[TASK STATEMENT]: The expected output is the first line of the data below and every line after it, up to and including the line containing "filename tools/roost/src/runtime/mod.rs", each reproduced exactly.

[RECORDS SHOWN]:
===============

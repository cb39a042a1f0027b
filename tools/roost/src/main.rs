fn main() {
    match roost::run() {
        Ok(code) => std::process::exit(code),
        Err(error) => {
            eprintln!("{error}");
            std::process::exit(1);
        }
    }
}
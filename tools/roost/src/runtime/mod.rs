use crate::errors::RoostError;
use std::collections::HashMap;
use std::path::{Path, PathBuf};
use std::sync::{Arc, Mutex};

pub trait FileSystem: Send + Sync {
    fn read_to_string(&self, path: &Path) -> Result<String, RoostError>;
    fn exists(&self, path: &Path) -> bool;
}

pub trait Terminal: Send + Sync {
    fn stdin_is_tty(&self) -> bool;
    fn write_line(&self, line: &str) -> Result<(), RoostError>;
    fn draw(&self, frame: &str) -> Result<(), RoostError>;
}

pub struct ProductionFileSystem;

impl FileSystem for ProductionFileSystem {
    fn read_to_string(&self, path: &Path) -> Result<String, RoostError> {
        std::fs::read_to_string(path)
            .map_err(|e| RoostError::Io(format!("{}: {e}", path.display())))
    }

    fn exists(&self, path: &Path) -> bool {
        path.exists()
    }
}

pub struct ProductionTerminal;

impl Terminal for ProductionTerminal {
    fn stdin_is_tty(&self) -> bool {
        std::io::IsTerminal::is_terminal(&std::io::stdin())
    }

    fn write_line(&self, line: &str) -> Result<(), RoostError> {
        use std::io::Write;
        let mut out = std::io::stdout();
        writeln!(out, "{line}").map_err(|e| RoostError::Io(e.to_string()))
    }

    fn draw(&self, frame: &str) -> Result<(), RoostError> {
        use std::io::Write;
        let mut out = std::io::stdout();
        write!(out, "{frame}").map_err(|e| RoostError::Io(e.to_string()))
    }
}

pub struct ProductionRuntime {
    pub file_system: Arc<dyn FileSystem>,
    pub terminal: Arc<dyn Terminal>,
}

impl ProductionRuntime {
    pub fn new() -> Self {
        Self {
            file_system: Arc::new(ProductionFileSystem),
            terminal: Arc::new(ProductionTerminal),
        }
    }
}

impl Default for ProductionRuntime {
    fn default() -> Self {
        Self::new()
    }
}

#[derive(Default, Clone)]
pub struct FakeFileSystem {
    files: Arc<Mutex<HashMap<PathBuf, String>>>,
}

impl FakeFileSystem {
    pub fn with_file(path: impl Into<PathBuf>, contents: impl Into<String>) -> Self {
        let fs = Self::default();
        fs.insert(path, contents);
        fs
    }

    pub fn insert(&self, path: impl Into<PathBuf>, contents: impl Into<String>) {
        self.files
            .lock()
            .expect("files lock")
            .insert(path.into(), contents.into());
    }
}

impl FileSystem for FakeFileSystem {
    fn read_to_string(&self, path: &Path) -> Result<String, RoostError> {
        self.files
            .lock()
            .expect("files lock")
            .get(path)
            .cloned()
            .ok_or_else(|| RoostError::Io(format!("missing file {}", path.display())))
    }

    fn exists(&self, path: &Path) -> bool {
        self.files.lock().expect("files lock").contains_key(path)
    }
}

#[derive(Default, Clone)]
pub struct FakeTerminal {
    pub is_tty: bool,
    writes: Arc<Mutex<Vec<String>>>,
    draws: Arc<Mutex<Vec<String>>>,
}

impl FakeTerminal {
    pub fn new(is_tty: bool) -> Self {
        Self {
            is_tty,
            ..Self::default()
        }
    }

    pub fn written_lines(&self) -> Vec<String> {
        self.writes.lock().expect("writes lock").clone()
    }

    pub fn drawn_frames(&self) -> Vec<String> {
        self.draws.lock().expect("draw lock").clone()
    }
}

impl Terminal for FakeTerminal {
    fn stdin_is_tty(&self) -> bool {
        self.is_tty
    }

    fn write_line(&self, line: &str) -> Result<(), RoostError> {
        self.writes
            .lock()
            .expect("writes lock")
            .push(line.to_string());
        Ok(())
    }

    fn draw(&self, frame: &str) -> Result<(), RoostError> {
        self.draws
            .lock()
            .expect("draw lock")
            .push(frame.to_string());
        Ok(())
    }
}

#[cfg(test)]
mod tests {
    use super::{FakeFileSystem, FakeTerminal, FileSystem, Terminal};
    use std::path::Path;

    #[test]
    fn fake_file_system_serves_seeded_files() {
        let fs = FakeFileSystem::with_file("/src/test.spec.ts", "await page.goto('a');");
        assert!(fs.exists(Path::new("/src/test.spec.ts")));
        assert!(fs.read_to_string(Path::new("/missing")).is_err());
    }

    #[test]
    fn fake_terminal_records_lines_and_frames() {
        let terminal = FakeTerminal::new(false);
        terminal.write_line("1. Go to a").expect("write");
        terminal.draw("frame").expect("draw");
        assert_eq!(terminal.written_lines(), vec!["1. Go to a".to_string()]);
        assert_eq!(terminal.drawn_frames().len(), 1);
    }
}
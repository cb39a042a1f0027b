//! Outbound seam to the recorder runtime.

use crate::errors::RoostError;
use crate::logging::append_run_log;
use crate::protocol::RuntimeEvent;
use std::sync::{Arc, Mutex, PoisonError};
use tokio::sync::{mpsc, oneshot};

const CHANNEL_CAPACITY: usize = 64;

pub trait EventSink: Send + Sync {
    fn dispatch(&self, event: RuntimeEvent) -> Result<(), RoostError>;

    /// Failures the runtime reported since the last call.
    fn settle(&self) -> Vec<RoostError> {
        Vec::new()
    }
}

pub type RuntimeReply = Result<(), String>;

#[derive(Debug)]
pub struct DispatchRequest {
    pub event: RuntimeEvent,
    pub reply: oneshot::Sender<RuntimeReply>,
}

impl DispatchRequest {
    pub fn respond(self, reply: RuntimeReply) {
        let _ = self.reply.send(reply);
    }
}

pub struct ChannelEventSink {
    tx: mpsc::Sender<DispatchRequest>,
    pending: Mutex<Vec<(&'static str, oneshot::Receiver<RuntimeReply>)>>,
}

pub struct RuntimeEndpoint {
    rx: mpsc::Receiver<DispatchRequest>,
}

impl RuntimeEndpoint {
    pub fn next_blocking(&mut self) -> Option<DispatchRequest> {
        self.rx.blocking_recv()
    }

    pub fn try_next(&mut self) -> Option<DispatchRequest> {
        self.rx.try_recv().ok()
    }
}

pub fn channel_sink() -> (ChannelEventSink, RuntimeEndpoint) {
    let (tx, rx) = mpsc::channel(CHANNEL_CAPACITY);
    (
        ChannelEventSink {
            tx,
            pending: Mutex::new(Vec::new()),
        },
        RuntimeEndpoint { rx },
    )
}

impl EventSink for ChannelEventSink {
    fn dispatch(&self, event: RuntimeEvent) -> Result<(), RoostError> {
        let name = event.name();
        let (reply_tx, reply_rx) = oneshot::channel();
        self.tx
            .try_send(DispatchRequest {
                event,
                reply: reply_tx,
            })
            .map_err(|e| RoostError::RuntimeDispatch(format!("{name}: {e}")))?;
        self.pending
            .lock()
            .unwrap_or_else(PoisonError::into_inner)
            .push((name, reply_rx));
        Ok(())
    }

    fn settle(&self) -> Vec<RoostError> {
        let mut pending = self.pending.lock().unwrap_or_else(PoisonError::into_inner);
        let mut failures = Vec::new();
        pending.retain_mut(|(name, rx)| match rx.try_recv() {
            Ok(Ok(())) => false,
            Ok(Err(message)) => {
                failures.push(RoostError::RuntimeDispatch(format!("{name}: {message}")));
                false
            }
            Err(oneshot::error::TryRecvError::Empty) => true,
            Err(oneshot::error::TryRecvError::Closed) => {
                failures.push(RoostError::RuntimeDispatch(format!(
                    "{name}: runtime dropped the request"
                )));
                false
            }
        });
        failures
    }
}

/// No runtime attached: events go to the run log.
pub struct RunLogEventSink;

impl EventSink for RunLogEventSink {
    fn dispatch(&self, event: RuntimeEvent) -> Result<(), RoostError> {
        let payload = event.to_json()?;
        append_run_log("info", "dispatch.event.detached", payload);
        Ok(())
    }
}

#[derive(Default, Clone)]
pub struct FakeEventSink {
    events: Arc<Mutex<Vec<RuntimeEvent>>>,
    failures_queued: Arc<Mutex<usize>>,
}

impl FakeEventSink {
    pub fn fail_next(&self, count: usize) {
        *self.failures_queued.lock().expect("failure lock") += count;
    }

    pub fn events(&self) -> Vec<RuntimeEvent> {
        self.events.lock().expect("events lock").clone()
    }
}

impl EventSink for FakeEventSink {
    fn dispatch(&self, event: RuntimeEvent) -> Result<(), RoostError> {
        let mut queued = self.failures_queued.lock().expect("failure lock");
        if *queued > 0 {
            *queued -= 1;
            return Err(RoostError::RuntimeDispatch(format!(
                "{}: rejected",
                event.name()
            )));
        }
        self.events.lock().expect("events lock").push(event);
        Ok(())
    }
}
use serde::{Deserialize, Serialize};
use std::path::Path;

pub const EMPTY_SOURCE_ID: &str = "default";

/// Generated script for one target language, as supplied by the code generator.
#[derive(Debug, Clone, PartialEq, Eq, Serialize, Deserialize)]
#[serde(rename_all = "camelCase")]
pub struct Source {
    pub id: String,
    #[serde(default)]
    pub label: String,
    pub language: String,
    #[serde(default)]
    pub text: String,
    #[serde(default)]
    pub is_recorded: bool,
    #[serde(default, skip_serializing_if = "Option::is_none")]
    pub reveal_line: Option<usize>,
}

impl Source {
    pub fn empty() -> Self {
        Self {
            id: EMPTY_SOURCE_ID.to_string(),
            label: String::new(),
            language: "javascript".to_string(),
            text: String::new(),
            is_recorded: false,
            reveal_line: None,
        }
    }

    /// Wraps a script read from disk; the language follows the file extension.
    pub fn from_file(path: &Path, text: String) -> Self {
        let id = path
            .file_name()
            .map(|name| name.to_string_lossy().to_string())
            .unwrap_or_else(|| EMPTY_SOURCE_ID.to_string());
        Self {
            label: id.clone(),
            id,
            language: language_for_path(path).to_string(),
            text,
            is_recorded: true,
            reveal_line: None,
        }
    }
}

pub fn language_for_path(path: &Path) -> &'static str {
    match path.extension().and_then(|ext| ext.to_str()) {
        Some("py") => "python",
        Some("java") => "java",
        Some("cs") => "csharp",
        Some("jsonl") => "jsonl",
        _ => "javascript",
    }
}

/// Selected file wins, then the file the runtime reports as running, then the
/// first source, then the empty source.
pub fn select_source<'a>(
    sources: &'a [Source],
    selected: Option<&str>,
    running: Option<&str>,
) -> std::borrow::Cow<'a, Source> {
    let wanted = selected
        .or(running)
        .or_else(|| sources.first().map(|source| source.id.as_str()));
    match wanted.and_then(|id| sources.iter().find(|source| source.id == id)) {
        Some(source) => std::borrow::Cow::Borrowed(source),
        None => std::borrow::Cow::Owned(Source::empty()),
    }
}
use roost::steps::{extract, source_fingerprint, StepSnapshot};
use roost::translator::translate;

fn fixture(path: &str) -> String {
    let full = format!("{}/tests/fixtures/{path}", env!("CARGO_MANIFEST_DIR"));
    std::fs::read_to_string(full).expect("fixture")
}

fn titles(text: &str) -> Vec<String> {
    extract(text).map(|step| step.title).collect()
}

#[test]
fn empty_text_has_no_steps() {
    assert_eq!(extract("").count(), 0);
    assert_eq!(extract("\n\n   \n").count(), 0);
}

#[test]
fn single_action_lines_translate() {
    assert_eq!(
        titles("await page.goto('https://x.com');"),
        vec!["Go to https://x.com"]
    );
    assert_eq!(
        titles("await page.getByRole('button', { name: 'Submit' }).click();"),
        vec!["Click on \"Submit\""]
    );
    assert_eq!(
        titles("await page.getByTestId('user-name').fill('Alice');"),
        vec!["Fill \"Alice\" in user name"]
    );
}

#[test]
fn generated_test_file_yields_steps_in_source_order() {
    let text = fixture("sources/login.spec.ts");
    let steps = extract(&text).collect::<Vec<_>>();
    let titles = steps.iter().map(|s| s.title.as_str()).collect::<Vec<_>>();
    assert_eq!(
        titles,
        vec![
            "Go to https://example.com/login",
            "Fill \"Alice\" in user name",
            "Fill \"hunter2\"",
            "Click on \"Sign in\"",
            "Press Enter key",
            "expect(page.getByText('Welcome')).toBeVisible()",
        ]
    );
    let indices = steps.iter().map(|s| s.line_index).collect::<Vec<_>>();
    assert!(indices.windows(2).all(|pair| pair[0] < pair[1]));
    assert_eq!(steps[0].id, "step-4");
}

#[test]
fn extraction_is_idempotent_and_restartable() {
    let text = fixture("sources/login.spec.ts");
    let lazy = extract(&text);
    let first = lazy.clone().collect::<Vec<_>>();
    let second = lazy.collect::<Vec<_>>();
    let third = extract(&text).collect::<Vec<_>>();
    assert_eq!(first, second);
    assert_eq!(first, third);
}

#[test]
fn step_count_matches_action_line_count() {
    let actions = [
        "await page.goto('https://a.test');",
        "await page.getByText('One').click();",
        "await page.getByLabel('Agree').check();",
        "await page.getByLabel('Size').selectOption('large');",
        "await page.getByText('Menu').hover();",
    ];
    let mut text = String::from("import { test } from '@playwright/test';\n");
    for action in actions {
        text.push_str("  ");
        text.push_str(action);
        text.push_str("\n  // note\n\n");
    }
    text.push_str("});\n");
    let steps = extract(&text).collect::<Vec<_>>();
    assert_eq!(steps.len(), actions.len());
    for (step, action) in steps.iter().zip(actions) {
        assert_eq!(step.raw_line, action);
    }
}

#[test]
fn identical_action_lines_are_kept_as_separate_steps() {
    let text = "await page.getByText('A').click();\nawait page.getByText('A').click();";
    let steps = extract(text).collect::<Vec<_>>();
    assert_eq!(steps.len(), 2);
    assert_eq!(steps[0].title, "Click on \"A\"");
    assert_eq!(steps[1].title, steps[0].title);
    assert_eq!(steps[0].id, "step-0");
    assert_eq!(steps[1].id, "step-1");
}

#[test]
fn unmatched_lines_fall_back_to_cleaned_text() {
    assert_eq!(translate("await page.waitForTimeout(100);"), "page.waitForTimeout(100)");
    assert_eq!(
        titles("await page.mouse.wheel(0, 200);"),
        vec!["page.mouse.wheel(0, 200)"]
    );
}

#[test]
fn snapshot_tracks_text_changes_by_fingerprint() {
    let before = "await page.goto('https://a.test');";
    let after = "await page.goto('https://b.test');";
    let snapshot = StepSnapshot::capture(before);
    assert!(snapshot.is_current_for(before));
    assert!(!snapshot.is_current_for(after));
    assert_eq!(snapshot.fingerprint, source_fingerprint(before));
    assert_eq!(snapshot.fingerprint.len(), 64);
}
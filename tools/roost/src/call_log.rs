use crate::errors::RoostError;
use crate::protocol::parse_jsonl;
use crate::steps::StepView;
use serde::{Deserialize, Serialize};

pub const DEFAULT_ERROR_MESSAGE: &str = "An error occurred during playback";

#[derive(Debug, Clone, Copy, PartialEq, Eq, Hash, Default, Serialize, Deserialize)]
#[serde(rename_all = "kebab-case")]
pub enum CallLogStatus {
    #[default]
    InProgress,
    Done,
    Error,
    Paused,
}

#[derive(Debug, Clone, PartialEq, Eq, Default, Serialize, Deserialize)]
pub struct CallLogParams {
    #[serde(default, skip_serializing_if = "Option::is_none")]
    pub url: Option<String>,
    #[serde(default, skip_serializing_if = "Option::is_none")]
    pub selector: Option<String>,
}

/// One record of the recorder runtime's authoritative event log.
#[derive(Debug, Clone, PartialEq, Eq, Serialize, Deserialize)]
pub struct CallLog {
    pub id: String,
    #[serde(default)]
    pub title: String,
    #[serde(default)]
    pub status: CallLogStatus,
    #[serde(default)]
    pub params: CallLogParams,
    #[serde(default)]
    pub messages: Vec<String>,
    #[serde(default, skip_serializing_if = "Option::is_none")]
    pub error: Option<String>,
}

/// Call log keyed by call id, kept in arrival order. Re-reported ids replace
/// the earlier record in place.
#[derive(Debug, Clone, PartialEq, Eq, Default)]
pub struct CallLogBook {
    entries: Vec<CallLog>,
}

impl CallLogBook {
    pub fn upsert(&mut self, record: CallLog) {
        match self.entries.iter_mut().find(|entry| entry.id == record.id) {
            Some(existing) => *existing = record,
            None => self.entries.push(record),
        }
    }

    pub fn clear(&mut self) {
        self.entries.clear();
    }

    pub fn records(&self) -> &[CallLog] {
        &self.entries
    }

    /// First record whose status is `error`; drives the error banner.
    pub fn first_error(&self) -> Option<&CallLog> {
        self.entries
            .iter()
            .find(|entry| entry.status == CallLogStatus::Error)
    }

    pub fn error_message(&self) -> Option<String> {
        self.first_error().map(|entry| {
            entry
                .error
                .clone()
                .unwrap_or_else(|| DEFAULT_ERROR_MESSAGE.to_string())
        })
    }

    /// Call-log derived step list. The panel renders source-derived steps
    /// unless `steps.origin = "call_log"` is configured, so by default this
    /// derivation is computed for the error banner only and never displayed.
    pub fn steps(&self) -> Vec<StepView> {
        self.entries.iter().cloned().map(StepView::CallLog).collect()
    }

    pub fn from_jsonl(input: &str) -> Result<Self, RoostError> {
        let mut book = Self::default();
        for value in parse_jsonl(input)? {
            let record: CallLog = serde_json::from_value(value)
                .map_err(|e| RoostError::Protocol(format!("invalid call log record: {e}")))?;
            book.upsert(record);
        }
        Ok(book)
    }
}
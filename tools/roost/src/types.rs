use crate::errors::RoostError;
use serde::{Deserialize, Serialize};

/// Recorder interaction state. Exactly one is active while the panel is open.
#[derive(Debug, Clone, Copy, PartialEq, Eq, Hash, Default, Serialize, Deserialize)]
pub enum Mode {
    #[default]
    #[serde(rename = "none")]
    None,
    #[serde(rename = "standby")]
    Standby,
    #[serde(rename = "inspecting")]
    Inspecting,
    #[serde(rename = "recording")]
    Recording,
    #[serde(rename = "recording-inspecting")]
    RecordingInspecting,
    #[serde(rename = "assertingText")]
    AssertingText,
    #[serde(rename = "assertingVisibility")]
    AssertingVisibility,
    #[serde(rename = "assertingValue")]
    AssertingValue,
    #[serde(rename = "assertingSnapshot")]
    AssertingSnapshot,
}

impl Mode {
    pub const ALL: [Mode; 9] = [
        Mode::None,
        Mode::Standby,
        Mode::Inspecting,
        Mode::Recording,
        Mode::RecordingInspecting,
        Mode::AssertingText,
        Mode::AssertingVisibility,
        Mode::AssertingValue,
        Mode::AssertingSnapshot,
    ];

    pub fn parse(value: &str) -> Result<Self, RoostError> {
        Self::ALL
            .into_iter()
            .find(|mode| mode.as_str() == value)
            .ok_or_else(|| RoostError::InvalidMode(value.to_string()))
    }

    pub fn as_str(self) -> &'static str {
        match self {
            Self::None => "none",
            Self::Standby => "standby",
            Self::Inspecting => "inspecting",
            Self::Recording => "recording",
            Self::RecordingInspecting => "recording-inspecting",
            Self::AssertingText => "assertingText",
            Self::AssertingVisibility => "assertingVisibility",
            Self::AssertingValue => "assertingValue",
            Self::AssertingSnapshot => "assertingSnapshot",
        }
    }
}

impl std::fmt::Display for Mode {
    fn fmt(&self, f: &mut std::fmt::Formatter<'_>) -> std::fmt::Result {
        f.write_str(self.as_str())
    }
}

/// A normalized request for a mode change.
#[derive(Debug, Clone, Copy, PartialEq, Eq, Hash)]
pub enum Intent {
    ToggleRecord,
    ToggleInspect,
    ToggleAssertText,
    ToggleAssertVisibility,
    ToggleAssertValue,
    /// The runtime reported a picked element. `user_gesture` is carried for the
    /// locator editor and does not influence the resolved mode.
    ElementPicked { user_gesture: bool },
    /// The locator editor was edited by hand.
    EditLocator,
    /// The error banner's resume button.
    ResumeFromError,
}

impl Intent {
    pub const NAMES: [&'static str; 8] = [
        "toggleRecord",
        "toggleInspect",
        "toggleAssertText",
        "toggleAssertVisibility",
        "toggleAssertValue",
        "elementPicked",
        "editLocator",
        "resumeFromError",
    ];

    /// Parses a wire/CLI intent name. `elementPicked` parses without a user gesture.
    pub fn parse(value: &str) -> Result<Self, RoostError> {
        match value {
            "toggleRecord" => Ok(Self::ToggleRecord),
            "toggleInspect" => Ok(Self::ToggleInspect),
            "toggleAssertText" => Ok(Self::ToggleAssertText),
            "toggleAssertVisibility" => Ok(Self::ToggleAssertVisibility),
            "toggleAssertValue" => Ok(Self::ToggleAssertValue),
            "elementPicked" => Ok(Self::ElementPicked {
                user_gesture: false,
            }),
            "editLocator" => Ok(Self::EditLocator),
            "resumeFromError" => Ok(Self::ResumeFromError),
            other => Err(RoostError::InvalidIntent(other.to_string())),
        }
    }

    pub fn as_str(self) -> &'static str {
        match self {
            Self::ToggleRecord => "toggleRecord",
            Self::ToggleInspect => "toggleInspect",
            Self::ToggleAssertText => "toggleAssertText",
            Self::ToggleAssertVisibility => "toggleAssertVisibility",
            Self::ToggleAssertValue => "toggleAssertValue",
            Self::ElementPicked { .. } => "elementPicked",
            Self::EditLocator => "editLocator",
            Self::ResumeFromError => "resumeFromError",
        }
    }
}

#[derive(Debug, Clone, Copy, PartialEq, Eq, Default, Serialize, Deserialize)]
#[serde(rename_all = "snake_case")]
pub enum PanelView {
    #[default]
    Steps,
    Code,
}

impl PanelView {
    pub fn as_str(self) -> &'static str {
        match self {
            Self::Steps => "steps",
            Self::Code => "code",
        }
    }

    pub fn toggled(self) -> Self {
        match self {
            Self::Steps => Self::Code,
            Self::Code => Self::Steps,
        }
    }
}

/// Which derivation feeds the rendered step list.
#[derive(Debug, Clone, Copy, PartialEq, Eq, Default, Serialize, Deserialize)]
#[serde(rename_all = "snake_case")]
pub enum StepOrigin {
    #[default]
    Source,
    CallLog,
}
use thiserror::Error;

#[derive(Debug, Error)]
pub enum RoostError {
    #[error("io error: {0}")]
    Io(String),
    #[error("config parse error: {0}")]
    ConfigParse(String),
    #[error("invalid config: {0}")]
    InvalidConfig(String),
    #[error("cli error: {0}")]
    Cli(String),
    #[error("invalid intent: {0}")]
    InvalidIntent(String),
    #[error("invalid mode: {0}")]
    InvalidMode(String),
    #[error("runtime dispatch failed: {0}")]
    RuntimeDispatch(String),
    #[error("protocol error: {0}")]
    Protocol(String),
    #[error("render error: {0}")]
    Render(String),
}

===============

[OUTPUT OF THE EXERCISE]:
repository cb39a042a1f0027b
filename tools/roost/src/main.rs
fn main() {
    match roost::run() {
        Ok(code) => std::process::exit(code),
        Err(error) => {
            eprintln!("{error}");
            std::process::exit(1);
        }
    }
}
filename tools/roost/src/runtime/mod.rs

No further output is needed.